### Goal of the exercise
Starting with the first line below, reproduce each line exactly until you have included the one bearing "AAC audio stream".
═══
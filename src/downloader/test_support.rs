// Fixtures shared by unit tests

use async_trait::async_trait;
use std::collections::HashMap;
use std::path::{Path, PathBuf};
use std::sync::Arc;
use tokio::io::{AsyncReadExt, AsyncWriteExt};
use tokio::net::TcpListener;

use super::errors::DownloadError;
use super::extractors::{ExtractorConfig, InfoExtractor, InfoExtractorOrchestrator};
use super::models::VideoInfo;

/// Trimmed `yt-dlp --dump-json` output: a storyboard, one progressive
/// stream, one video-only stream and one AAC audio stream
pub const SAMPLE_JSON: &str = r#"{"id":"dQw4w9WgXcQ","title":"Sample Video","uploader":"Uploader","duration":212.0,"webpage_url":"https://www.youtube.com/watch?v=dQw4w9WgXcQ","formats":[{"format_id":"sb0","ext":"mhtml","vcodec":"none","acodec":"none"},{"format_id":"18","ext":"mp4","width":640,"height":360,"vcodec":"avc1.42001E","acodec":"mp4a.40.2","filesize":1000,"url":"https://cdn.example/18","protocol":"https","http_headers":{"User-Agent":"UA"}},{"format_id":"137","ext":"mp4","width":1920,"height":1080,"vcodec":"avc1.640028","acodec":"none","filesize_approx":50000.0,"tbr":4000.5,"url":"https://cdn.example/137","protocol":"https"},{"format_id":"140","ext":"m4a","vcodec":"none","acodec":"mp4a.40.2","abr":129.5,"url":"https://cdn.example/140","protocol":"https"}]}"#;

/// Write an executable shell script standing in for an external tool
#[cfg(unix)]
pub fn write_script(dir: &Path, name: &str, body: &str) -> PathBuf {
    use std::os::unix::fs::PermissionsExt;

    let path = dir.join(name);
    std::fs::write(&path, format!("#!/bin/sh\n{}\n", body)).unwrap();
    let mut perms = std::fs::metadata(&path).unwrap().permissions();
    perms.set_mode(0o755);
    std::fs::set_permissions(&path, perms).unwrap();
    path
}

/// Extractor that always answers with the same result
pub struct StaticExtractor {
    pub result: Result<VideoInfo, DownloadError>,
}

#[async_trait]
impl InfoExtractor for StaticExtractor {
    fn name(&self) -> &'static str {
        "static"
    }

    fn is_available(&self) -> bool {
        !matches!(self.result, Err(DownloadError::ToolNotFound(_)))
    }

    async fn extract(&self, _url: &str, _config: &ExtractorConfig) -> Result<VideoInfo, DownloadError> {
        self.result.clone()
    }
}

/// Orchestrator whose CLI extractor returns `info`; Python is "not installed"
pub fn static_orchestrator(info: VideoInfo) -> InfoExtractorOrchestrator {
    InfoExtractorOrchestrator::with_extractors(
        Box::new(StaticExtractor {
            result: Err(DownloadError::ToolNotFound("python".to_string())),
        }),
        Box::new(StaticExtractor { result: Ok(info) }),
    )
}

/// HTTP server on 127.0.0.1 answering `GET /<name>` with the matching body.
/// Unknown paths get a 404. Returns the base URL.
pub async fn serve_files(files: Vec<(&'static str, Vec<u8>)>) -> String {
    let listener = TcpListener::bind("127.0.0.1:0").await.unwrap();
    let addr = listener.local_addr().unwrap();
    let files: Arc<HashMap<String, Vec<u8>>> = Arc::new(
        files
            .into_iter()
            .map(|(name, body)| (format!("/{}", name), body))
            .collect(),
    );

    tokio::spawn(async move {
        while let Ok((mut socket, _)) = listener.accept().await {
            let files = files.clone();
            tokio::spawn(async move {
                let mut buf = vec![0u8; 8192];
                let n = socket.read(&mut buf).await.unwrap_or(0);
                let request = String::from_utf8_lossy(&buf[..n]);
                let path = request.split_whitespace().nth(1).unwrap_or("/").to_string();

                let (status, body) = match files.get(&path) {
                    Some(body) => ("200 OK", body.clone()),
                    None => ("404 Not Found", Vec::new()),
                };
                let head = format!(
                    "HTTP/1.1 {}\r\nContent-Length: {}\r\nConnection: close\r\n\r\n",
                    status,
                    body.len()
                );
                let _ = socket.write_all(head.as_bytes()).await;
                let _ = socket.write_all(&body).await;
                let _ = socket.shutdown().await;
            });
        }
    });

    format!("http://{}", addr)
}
═══
### Exercise answer
filename src/downloader/test_support.rs
// Fixtures shared by unit tests

use async_trait::async_trait;
use std::collections::HashMap;
use std::path::{Path, PathBuf};
use std::sync::Arc;
use tokio::io::{AsyncReadExt, AsyncWriteExt};
use tokio::net::TcpListener;

use super::errors::DownloadError;
use super::extractors::{ExtractorConfig, InfoExtractor, InfoExtractorOrchestrator};
use super::models::VideoInfo;

/// Trimmed `yt-dlp --dump-json` output: a storyboard, one progressive
/// stream, one video-only stream and one AAC audio stream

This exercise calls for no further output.